• About this task
Retype the records below exactly as they appear.

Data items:
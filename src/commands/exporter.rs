// Copyright (c) AlphaVelocity.
// All rights reserved.
//
// This source code is licensed under the license found in the
// LICENSE file in the root directory of this source tree.

use anyhow::{bail, Context, Result};
use serde::Serialize;
use std::path::Path;

use super::financier::{fetch_users_lenient, owner_name};
use super::Ctx;
use crate::error::ApiError;
use crate::guard::{authorize, Decision, RequiredAccess, View};
use crate::models::{Channel, Transaction, User};
use crate::workflow::{ListScope, TransactionList};

pub fn handle(ctx: &Ctx, m: &clap::ArgMatches) -> Result<()> {
    match m.subcommand() {
        Some(("transactions", sub)) => export_transactions(ctx, sub),
        _ => Ok(()),
    }
}

#[derive(Debug, Clone, PartialEq, Serialize)]
pub struct ExportRow {
    pub id: String,
    pub user: String,
    pub date: String,
    pub amount: String,
    pub currency: String,
    pub channel: String,
    pub motif: String,
    pub status: String,
}

pub fn export_rows(txs: &[Transaction], users: &[User], channel: Option<&Channel>) -> Vec<ExportRow> {
    txs.iter()
        .filter(|t| channel.is_none_or(|c| &t.channel == c))
        .map(|t| ExportRow {
            id: t.id.clone(),
            user: owner_name(t, users),
            date: t.date_label(),
            amount: format!("{:.2}", t.amount),
            currency: t.currency.to_string(),
            channel: t.channel.to_string(),
            motif: t.motif.clone(),
            status: t.status.to_string(),
        })
        .collect()
}

/// Write rows as `csv` or `json`. An unknown format is rejected before the
/// output file is created.
pub fn write_rows(rows: &[ExportRow], format: &str, out: &Path) -> Result<()> {
    match format.to_lowercase().as_str() {
        "csv" => {
            let mut wtr = csv::Writer::from_path(out)
                .with_context(|| format!("Cannot write {}", out.display()))?;
            for row in rows {
                wtr.serialize(row)?;
            }
            if rows.is_empty() {
                wtr.write_record([
                    "id", "user", "date", "amount", "currency", "channel", "motif", "status",
                ])?;
            }
            wtr.flush()?;
        }
        "json" => {
            std::fs::write(out, serde_json::to_string_pretty(rows)?)
                .with_context(|| format!("Cannot write {}", out.display()))?;
        }
        other => bail!("Unknown format: {} (use csv|json)", other),
    }
    Ok(())
}

fn export_transactions(ctx: &Ctx, sub: &clap::ArgMatches) -> Result<()> {
    let format = sub.get_one::<String>("format").unwrap();
    let out = Path::new(sub.get_one::<String>("out").unwrap());
    let channel = sub.get_one::<String>("channel").map(|s| Channel::parse(s));
    let scope = sub
        .get_one::<String>("scope")
        .map(|s| s.as_str())
        .unwrap_or("mine");

    let (list, users) = if scope == "all" {
        match authorize(ctx.session.as_ref(), RequiredAccess::Staff) {
            Decision::Render => {}
            Decision::Redirect(View::Login) => return Err(ApiError::Unauthenticated.into()),
            Decision::Redirect(_) => {
                bail!("Access Denied: exporting every transaction requires an admin or financier role")
            }
        }
        let list = TransactionList::load(&ctx.api, ListScope::All)
            .context("Fetching all transactions failed")?;
        (list, fetch_users_lenient(&ctx.api))
    } else {
        let session = ctx.session()?;
        let list = TransactionList::load(&ctx.api, ListScope::Mine(session.user_id.clone()))
            .context("Fetching transactions failed")?;
        (list, Vec::new())
    };

    let rows = export_rows(list.items(), &users, channel.as_ref());
    write_rows(&rows, format, out)?;
    println!("Exported {} transaction(s) to {}", rows.len(), out.display());
    Ok(())
}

• Solution below
filename src/commands/exporter.rs
// Copyright (c) AlphaVelocity.
// All rights reserved.
//
// This source code is licensed under the license found in the
// LICENSE file in the root directory of this source tree.

use anyhow::{bail, Context, Result};
use serde::Serialize;
use std::path::Path;

use super::financier::{fetch_users_lenient, owner_name};
use super::Ctx;
use crate::error::ApiError;
use crate::guard::{authorize, Decision, RequiredAccess, View};
use crate::models::{Channel, Transaction, User};
use crate::workflow::{ListScope, TransactionList};

pub fn handle(ctx: &Ctx, m: &clap::ArgMatches) -> Result<()> {
    match m.subcommand() {
        Some(("transactions", sub)) => export_transactions(ctx, sub),
        _ => Ok(()),
    }
}

#[derive(Debug, Clone, PartialEq, Serialize)]
pub struct ExportRow {
    pub id: String,
    pub user: String,
    pub date: String,
    pub amount: String,
    pub currency: String,
    pub channel: String,
    pub motif: String,
    pub status: String,
}

pub fn export_rows(txs: &[Transaction], users: &[User], channel: Option<&Channel>) -> Vec<ExportRow> {
    txs.iter()
        .filter(|t| channel.is_none_or(|c| &t.channel == c))
        .map(|t| ExportRow {
            id: t.id.clone(),
            user: owner_name(t, users),
            date: t.date_label(),
            amount: format!("{:.2}", t.amount),
            currency: t.currency.to_string(),
            channel: t.channel.to_string(),
            motif: t.motif.clone(),
            status: t.status.to_string(),
        })
        .collect()
}

/// Write rows as `csv` or `json`. An unknown format is rejected before the
/// output file is created.
pub fn write_rows(rows: &[ExportRow], format: &str, out: &Path) -> Result<()> {
    match format.to_lowercase().as_str() {
        "csv" => {
            let mut wtr = csv::Writer::from_path(out)
                .with_context(|| format!("Cannot write {}", out.display()))?;
            for row in rows {
                wtr.serialize(row)?;
            }
            if rows.is_empty() {
                wtr.write_record([
                    "id", "user", "date", "amount", "currency", "channel", "motif", "status",
                ])?;
            }
            wtr.flush()?;
        }
        "json" => {
            std::fs::write(out, serde_json::to_string_pretty(rows)?)
                .with_context(|| format!("Cannot write {}", out.display()))?;
        }
        other => bail!("Unknown format: {} (use csv|json)", other),
    }
    Ok(())
}

fn export_transactions(ctx: &Ctx, sub: &clap::ArgMatches) -> Result<()> {
    let format = sub.get_one::<String>("format").unwrap();
    let out = Path::new(sub.get_one::<String>("out").unwrap());
    let channel = sub.get_one::<String>("channel").map(|s| Channel::parse(s));
    let scope = sub
        .get_one::<String>("scope")
        .map(|s| s.as_str())
        .unwrap_or("mine");

    let (list, users) = if scope == "all" {
        match authorize(ctx.session.as_ref(), RequiredAccess::Staff) {
            Decision::Render => {}
            Decision::Redirect(View::Login) => return Err(ApiError::Unauthenticated.into()),
            Decision::Redirect(_) => {
                bail!("Access Denied: exporting every transaction requires an admin or financier role")
            }
        }
        let list = TransactionList::load(&ctx.api, ListScope::All)
            .context("Fetching all transactions failed")?;
        (list, fetch_users_lenient(&ctx.api))
    } else {
        let session = ctx.session()?;
        let list = TransactionList::load(&ctx.api, ListScope::Mine(session.user_id.clone()))
            .context("Fetching transactions failed")?;
        (list, Vec::new())
    };

    let rows = export_rows(list.items(), &users, channel.as_ref());
    write_rows(&rows, format, out)?;
    println!("Exported {} transaction(s) to {}", rows.len(), out.display());
    Ok(())
}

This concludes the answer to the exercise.